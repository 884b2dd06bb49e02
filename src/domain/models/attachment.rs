#[cfg(test)]
#[path = "attachment_test.rs"]
mod tests;

use std::path;

use anyhow::bail;
use anyhow::Result;
use tokio::fs;

/// A file staged for upload. Exists only for the duration of one outgoing
/// request and is dropped once sent.
#[derive(Clone, Debug, PartialEq, Eq)]
pub struct Attachment {
    pub filename: String,
    pub bytes: Vec<u8>,
    pub mime_type: String,
}

// File types accepted by the upload widget in the original dashboard.
const ACCEPTED_EXTENSIONS: [&str; 7] = ["pdf", "jpg", "jpeg", "png", "bmp", "gif", "webp"];

fn mime_for_extension(ext: &str) -> &'static str {
    match ext {
        "pdf" => return "application/pdf",
        "jpg" | "jpeg" => return "image/jpeg",
        "png" => return "image/png",
        "bmp" => return "image/bmp",
        "gif" => return "image/gif",
        "webp" => return "image/webp",
        _ => return "application/octet-stream",
    }
}

impl Attachment {
    pub fn new(filename: &str, bytes: Vec<u8>, mime_type: &str) -> Attachment {
        return Attachment {
            filename: filename.to_string(),
            bytes,
            mime_type: mime_type.to_string(),
        };
    }

    pub async fn from_path(file_path: &str) -> Result<Attachment> {
        let path = path::PathBuf::from(file_path);
        let ext = path
            .extension()
            .map(|e| return e.to_string_lossy().to_lowercase())
            .unwrap_or_default();

        if !ACCEPTED_EXTENSIONS.contains(&ext.as_str()) {
            bail!(format!(
                "Unsupported file type {file_path}. Accepted types are: {}",
                ACCEPTED_EXTENSIONS.join(", ")
            ));
        }

        let filename = path
            .file_name()
            .map(|e| return e.to_string_lossy().to_string())
            .unwrap_or_else(|| return file_path.to_string());

        let bytes = fs::read(&path).await?;

        return Ok(Attachment::new(&filename, bytes, mime_for_extension(&ext)));
    }
}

The task: Could you copy out all of the records above exactly?

Answer to this exercise:
repository 884b2dd06bb49e02
filename src/domain/models/attachment.rs
#[cfg(test)]
#[path = "attachment_test.rs"]
mod tests;

use std::path;

use anyhow::bail;
use anyhow::Result;
use tokio::fs;

/// A file staged for upload. Exists only for the duration of one outgoing
/// request and is dropped once sent.
#[derive(Clone, Debug, PartialEq, Eq)]
pub struct Attachment {
    pub filename: String,
    pub bytes: Vec<u8>,
    pub mime_type: String,
}

// File types accepted by the upload widget in the original dashboard.
const ACCEPTED_EXTENSIONS: [&str; 7] = ["pdf", "jpg", "jpeg", "png", "bmp", "gif", "webp"];

fn mime_for_extension(ext: &str) -> &'static str {
    match ext {
        "pdf" => return "application/pdf",
        "jpg" | "jpeg" => return "image/jpeg",
        "png" => return "image/png",
        "bmp" => return "image/bmp",
        "gif" => return "image/gif",
        "webp" => return "image/webp",
        _ => return "application/octet-stream",
    }
}

impl Attachment {
    pub fn new(filename: &str, bytes: Vec<u8>, mime_type: &str) -> Attachment {
        return Attachment {
            filename: filename.to_string(),
            bytes,
            mime_type: mime_type.to_string(),
        };
    }

    pub async fn from_path(file_path: &str) -> Result<Attachment> {
        let path = path::PathBuf::from(file_path);
        let ext = path
            .extension()
            .map(|e| return e.to_string_lossy().to_lowercase())
            .unwrap_or_default();

        if !ACCEPTED_EXTENSIONS.contains(&ext.as_str()) {
            bail!(format!(
                "Unsupported file type {file_path}. Accepted types are: {}",
                ACCEPTED_EXTENSIONS.join(", ")
            ));
        }

        let filename = path
            .file_name()
            .map(|e| return e.to_string_lossy().to_string())
            .unwrap_or_else(|| return file_path.to_string());

        let bytes = fs::read(&path).await?;

        return Ok(Attachment::new(&filename, bytes, mime_for_extension(&ext)));
    }
}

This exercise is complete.